Conclusão: Protecionismo e a Corrupção moral

Além de ser economicamente ineficiente e injustificável, o protecionismo é sobretudo imoral pois ele viola as liberdades individuais decorrendo do direito das pessoas sobre elas-mesmas e sobre sua propriedade.

Ora, a tomada constante e sem consentimento de uma parte da renda de uns indivíduos por outro grupo de indivíduos é um mecanismo não muito distante, guardadas as devidas proporções, de uma forma de escravismo!

O protecionismo é uma violação da ordem social: nenhuma ordem pode ser duravelmente garantida em harmonia numa sociedade onde uma indústria ou alguns setores de atividade econômica podem, graças à lei e à força pública, procurar obter sucesso em detrimento e opressão aos demais.

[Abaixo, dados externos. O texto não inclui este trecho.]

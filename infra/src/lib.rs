//! # Infrastructure Layer
//!
//! Concrete implementations of the collaborators that `ac_core` expresses
//! as traits.
//!
//! ## Architecture
//!
//! - **Database**: MySQL repositories using SQLx, plus pool management and migrations
//! - **Notification**: Email delivery through an HTTP mail relay, or a logging mock
//!
//! ## Features
//!
//! - `mysql`: Enable MySQL database support (default)

/// Database module - MySQL implementations using SQLx
#[cfg(feature = "mysql")]
pub mod database;

/// Notification module - outbound email delivery
pub mod notification;

/// Infrastructure-specific error types
#[derive(Debug, thiserror::Error)]
pub enum InfrastructureError {
    /// Database connection error
    #[error("Database error: {0}")]
    Database(#[from] sqlx::Error),

    /// Migration failure
    #[error("Migration error: {0}")]
    Migration(#[from] sqlx::migrate::MigrateError),

    /// HTTP request error for external services
    #[error("HTTP request error: {0}")]
    Http(#[from] reqwest::Error),

    /// Configuration error
    #[error("Configuration error: {0}")]
    Config(String),

    /// Email delivery error
    #[error("Email service error: {0}")]
    Email(String),
}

Se entrepondo ao livre comércio, o protecionismo é uma barreira à fraternidade entre os povos, ele impede a livre circulação de mercadorias, homens e culturas. Ele é a escolha política da escassez!

Além de ser economicamente injustificável, politicamente perigoso aos valores da ordem pautada na democracia liberal, o protecionismo é eticamente repreensível e promotor da corrupção moral ao nível individual e social.

Notas

[i] “Friedrich List, however, is very much concerned with considerations of power. Economic policy in his eyes is for the state a means of achieving its full bloom. He envisages the acquisition of a “well-rounded” territory, a large population, and a well-balanced economic structure. He also emphasizes that a nation must possess adequate military power to protect its political independence and its trade routes. List is interested in outlets for surplus population and emphasizes the need for colonies.”

Ver: https://mises.org/library/economic-nationalism-mercantilism-world-war-ii

[ii] Ver: GUYOT, Y. La tyrannie collectiviste. Editions les belles lettres, 2005 (1893).

[iii] Do ponto de vista ético, a defesa liberal do livre comércio vai de par com sua crença na viabilidade da paz entre as nações civilizadas. Esse sentimento se transmite, por exemplo, em autores como Ludwig Von Mises, como no trecho que segue:

“É preciso levar em conta que a condição sine qua non do livre comércio é a boa vontade e a paz entre as nações.” (1938, Les Illusions du Protectionnisme et de l'Autarcie, p. 10)

[iv] No plano político o protecionismo radical ou nacionalismo radicalmente intransigente têm menos familiaridade com os valores democráticos. Por mais que as democracias modernas tenham vivido e experimentem ainda hoje ondas nacionalizantes ou hostis à abertura comercial, e tenham mesmo se tornado mecanismos eficientes na promoção de interesses protecionistas, como vimos no último artigo, é nos regimes totalitários que encontramos mais facilmente a total submissão do aparato político e institucional às medidas protecionistas.